American poet and writer (born 1952)

Gary Anthony Soto (born April 12, 1952) is an American poet, novelist, and memoirist.

==Life and career ==
Soto was born to Mexican-American parents Manuel (1910–1957) and Angie Soto (1924–). In his youth, he worked in the fields of the San Joaquin Valley. Soto's father died in 1957, when he was five years old. As his family had to struggle to find work, he had little time or encouragement in his studies. Soto notes that in spite of his early academic record, while at high school he found an interest in poetry through writers such as Ernest Hemingway, John Steinbeck, Jules Verne, Robert Frost and Thornton Wilder.

Soto attended Fresno City College and California State University, Fresno, where he earned his B.A. degree in English in 1974, studying with poet Philip Levine. He did graduate work in poetry writing at the University of California, Irvine, where he was the first Mexican-American to earn a M.F.A. in 1976. He states that he wanted to become a writer in college after discovering the novelist Gabriel García Márquez and the contemporary poets Edward Field, W. S. Merwin, Charles Simic, James Wright and Pablo Neruda, whom he calls "the master of them all."
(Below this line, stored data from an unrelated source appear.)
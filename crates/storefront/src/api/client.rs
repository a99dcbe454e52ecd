//! `reqwest`-backed implementation of [`Transport`].

use std::sync::Arc;

use tracing::{debug, instrument};

use super::{ApiError, RawResponse, Result, Transport};
use crate::config::StorefrontConfig;

// =============================================================================
// ApiClient
// =============================================================================

/// Client for the CloudMart commerce API.
///
/// Cheap to clone; every clone shares one connection pool.
#[derive(Clone)]
pub struct ApiClient {
    inner: Arc<ApiClientInner>,
}

struct ApiClientInner {
    client: reqwest::Client,
    base_url: String,
}

impl std::fmt::Debug for ApiClient {
    fn fmt(&self, f: &mut std::fmt::Formatter<'_>) -> std::fmt::Result {
        f.debug_struct("ApiClient")
            .field("base_url", &self.inner.base_url)
            .finish_non_exhaustive()
    }
}

impl ApiClient {
    /// Create a new API client.
    ///
    /// # Errors
    ///
    /// Returns error if the HTTP client fails to build.
    pub fn new(config: &StorefrontConfig) -> Result<Self> {
        let client = reqwest::Client::builder()
            .user_agent(config.user_agent.as_str())
            .build()?;

        Ok(Self {
            inner: Arc::new(ApiClientInner {
                client,
                base_url: config.api_base_url.as_str().trim_end_matches('/').to_string(),
            }),
        })
    }

    /// The base URL every path is resolved against.
    #[must_use]
    pub fn base_url(&self) -> &str {
        &self.inner.base_url
    }

    fn url(&self, path: &str) -> String {
        format!("{}{path}", self.inner.base_url)
    }

    /// Read the full body of a response whose status we do not judge.
    async fn into_raw(response: reqwest::Response) -> Result<RawResponse> {
        let status = response.status();
        let body = response.text().await?;
        debug!(status = %status, bytes = body.len(), "response received");
        Ok(RawResponse { status, body })
    }
}

impl Transport for ApiClient {
    #[instrument(skip(self), fields(base_url = %self.inner.base_url))]
    async fn get(&self, path: &str) -> Result<serde_json::Value> {
        let response = self.inner.client.get(self.url(path)).send().await?;
        let status = response.status();

        if !status.is_success() {
            debug!(status = %status, "non-success status on read");
            return Err(ApiError::Status { status });
        }

        // Read as text first so a decode failure is reported as a parse error
        let body = response.text().await?;
        Ok(serde_json::from_str(&body)?)
    }

    #[instrument(skip(self, body), fields(base_url = %self.inner.base_url))]
    async fn post(&self, path: &str, body: Option<serde_json::Value>) -> Result<RawResponse> {
        let request = self.inner.client.post(self.url(path));
        let request = match body {
            Some(body) => request.json(&body),
            None => request,
        };

        let response = request.send().await?;
        Self::into_raw(response).await
    }

    #[instrument(skip(self), fields(base_url = %self.inner.base_url))]
    async fn delete(&self, path: &str) -> Result<RawResponse> {
        let response = self.inner.client.delete(self.url(path)).send().await?;
        Self::into_raw(response).await
    }
}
Soto taught at University of California, Berkeley and at the University of California, Riverside, where he was a Distinguished Professor.

Soto was a 'Young People's Ambassador' for the United Farm Workers of America, introducing young people to the organization's work and goals. Soto became the sponsor for the Pattonville High School Spanish National Honor Society in 2009.

Soto lives in northern California, dividing his time between Berkeley and Fresno, but is no longer teaching.

==Work==
Soto's poetry focuses on daily experiences, often reflecting on his life as a Mexican American. Regarding his relationship with the Mexican-American community, Soto commented "as a writer, my duty is not to make people perfect, particularly Mexican Americans. I’m not a cheerleader. I’m one who provides portraits of people in the rush of life."

Soto writes novels, plays and memoirs, and has edited several literary anthologies. His story "The No-Guitar Blues" was made into a film, and he produced another film based on his book "The Pool Party." He is a prolific writer of children's books.

About his work Joyce Carol Oates noted "Gary Soto's poems are fast, funny, heartening, and achingly believable, like Polaroid love letters, or snatches of music heard out of a passing car; patches of beauty like patches of sunlight; the very pulse of a life."

== Awards and honors ==
Soto's first collection of poems, The Elements of San Joaquin, won the United States Award of the International Poetry Forum in 1976 prior to its publication in the Pitt Poetry Series in 1977. The New York Times Book Review also honored the book by reprinting six of the poems. In 1985, his memoir Living Up the Street received the Before Columbus Foundation's American Book Award.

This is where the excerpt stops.